WORK ITEM.
Only those lines in the data below from the line containing "file boundary (§5)." through the line containing "pub struct CancellationToken", both included, should be restated word for word.
========================================================================
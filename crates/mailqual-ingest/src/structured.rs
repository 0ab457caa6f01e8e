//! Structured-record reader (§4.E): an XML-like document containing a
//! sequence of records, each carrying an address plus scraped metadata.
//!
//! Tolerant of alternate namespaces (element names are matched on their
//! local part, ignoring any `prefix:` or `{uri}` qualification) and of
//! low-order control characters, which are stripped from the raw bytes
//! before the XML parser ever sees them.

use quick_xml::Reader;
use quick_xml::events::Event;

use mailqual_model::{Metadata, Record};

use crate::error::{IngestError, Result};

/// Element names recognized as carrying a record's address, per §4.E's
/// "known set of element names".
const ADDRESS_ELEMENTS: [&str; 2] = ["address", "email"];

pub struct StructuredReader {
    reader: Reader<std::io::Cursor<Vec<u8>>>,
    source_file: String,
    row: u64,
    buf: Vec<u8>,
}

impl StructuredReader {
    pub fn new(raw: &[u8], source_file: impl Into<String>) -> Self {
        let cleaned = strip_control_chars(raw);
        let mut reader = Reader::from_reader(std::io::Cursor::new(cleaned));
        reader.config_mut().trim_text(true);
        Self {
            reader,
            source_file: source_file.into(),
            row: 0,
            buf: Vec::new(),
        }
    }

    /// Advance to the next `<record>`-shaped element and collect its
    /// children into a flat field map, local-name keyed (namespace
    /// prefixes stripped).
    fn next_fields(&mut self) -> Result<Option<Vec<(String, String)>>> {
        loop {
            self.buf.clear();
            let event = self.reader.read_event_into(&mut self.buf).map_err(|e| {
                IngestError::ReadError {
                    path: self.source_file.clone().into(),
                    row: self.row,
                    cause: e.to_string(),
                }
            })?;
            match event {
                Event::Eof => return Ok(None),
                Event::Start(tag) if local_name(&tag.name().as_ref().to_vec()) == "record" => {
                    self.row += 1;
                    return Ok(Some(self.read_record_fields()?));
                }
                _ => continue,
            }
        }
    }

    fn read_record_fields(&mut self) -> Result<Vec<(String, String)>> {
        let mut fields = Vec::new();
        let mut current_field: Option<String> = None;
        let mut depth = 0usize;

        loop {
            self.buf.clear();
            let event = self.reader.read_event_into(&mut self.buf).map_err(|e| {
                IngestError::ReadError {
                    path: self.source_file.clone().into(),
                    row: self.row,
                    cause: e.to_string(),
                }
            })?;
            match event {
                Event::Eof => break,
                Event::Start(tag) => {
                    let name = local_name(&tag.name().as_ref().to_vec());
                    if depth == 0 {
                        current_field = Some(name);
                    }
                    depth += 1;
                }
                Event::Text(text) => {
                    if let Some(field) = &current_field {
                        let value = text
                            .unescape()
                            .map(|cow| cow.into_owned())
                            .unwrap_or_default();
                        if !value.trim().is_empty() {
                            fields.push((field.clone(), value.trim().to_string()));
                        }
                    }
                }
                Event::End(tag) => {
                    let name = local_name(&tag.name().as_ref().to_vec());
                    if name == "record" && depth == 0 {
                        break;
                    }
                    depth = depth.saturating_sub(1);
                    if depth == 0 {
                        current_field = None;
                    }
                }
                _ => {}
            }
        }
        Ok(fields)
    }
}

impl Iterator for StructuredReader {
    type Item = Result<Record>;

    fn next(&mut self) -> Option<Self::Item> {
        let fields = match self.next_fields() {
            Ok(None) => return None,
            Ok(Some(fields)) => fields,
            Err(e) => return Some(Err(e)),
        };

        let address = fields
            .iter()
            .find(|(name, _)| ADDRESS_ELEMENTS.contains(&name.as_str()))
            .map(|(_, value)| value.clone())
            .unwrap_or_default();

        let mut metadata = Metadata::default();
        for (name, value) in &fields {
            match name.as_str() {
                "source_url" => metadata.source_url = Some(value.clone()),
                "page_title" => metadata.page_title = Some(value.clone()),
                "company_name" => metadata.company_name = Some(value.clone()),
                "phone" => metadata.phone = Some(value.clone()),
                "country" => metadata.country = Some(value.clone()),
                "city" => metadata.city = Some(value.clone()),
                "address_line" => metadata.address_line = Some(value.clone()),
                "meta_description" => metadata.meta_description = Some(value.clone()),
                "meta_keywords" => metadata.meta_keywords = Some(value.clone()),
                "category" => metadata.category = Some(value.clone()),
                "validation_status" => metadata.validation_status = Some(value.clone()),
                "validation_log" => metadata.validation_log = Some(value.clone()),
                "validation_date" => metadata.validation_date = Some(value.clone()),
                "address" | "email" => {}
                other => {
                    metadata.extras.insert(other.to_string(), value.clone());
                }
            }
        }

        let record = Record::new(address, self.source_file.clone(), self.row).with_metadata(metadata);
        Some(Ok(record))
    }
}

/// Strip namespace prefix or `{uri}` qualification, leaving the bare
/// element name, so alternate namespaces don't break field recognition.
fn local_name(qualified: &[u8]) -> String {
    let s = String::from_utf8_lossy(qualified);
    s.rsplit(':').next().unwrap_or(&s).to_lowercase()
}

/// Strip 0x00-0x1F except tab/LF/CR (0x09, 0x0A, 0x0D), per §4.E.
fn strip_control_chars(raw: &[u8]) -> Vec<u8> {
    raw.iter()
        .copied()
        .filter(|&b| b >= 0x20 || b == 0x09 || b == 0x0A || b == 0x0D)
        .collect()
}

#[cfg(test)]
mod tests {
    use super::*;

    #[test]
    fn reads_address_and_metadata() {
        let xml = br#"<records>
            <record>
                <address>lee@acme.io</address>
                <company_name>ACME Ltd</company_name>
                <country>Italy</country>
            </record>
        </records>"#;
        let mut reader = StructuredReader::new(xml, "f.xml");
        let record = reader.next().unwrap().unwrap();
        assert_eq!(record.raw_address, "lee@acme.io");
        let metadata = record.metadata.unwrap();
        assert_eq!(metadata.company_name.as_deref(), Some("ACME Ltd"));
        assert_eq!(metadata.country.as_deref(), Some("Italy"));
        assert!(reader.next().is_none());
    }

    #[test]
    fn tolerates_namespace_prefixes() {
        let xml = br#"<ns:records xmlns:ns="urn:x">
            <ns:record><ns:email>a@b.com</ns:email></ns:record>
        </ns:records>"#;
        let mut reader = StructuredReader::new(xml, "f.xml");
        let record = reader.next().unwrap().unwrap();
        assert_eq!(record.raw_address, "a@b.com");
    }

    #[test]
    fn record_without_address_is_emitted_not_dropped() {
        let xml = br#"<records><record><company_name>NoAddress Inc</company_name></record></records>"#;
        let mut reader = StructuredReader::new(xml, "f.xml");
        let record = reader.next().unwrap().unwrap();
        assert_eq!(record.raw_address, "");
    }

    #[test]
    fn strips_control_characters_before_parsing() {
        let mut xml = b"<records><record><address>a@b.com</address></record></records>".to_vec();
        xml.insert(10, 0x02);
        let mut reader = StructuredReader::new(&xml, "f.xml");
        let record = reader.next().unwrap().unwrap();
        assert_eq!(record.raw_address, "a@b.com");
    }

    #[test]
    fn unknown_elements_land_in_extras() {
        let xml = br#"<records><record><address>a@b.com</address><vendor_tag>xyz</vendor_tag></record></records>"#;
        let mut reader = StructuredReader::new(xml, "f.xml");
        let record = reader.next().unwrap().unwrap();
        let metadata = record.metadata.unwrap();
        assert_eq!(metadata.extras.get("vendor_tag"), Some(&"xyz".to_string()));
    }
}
========================================================================
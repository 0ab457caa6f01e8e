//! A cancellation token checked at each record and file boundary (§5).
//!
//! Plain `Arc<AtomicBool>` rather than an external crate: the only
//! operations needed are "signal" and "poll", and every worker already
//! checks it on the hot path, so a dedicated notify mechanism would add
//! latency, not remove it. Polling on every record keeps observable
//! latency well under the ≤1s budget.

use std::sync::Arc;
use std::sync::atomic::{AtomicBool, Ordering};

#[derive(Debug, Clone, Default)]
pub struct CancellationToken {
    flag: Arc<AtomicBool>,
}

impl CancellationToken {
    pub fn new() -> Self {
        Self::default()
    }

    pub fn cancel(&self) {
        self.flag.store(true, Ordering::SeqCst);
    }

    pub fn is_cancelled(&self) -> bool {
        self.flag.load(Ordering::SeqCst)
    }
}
========================================================================
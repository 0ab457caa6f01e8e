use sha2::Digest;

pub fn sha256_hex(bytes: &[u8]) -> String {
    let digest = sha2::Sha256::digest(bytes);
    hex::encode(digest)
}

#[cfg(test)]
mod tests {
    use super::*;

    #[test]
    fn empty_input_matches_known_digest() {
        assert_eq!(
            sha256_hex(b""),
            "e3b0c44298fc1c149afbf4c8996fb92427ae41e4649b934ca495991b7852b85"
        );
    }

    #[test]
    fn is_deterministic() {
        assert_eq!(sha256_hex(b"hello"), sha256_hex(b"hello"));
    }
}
========================================================================
ANSWER FOR THIS EXERCISE.
//! A cancellation token checked at each record and file boundary (§5).
//!
//! Plain `Arc<AtomicBool>` rather than an external crate: the only
//! operations needed are "signal" and "poll", and every worker already
//! checks it on the hot path, so a dedicated notify mechanism would add
//! latency, not remove it. Polling on every record keeps observable
//! latency well under the ≤1s budget.

use std::sync::Arc;
use std::sync::atomic::{AtomicBool, Ordering};

#[derive(Debug, Clone, Default)]
pub struct CancellationToken {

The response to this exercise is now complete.